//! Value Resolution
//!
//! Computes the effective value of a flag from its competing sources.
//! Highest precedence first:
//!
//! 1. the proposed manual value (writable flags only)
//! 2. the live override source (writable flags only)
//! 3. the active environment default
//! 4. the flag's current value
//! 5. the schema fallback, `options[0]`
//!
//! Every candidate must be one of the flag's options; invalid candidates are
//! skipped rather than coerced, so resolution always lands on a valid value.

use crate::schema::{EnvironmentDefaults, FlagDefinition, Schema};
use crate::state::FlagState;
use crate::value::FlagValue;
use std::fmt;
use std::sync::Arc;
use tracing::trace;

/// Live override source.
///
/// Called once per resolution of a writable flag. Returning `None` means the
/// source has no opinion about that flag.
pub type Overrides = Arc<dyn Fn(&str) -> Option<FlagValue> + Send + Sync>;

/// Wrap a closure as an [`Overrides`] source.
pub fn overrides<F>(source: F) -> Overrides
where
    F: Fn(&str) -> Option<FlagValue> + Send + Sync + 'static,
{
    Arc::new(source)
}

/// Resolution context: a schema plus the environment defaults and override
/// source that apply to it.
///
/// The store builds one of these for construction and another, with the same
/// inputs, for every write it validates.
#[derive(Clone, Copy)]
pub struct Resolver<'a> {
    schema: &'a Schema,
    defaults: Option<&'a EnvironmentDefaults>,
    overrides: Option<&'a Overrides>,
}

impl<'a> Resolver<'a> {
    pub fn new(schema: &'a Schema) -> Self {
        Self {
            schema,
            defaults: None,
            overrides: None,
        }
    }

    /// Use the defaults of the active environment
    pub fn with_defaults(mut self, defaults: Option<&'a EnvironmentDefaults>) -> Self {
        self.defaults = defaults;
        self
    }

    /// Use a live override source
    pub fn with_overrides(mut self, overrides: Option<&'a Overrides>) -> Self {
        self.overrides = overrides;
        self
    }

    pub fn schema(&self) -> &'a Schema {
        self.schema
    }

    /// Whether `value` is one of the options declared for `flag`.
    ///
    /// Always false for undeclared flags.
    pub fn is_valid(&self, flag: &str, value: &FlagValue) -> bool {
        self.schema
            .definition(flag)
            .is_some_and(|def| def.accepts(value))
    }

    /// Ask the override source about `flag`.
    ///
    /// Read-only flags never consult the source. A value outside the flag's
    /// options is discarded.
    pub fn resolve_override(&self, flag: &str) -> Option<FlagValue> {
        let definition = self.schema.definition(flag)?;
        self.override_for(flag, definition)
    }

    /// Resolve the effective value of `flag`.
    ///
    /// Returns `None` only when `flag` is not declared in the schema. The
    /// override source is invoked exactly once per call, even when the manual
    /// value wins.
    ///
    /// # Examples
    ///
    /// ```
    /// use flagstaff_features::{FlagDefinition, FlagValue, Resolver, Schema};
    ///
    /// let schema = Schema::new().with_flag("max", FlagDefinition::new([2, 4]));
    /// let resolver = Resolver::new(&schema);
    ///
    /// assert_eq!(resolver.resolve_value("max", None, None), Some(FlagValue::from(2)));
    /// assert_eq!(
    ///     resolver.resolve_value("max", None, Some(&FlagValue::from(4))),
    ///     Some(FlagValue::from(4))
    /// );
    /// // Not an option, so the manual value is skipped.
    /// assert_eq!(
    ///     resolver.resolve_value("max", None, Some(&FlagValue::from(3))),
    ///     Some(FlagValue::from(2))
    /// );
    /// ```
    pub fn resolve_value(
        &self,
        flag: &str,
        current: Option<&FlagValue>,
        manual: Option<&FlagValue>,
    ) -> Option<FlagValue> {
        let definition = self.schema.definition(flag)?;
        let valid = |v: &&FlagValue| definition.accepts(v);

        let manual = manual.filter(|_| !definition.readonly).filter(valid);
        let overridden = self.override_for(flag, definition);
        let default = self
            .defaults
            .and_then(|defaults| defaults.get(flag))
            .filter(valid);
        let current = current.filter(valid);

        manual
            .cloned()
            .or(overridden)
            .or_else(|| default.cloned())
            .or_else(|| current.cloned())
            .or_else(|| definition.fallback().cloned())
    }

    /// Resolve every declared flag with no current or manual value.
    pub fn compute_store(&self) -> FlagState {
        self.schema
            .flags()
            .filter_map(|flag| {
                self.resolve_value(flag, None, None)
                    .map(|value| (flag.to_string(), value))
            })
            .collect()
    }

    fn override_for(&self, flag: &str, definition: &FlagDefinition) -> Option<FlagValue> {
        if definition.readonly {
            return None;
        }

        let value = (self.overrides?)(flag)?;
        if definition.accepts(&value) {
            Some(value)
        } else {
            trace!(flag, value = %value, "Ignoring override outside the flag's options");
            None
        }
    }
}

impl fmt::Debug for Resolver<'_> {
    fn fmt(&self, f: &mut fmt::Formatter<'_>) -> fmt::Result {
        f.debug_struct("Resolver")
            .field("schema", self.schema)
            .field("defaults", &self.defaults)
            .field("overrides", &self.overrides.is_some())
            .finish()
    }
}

= = = = =

* [REQUIRED WORK]:
Type out again, exactly as written, the lines from the beginning of the material through the one containing "use crate::value::FlagValue;".

* [THE ANSWER]:
//! Value Resolution
//!
//! Computes the effective value of a flag from its competing sources.
//! Highest precedence first:
//!
//! 1. the proposed manual value (writable flags only)
//! 2. the live override source (writable flags only)
//! 3. the active environment default
//! 4. the flag's current value
//! 5. the schema fallback, `options[0]`
//!
//! Every candidate must be one of the flag's options; invalid candidates are
//! skipped rather than coerced, so resolution always lands on a valid value.

use crate::schema::{EnvironmentDefaults, FlagDefinition, Schema};
use crate::state::FlagState;
use crate::value::FlagValue;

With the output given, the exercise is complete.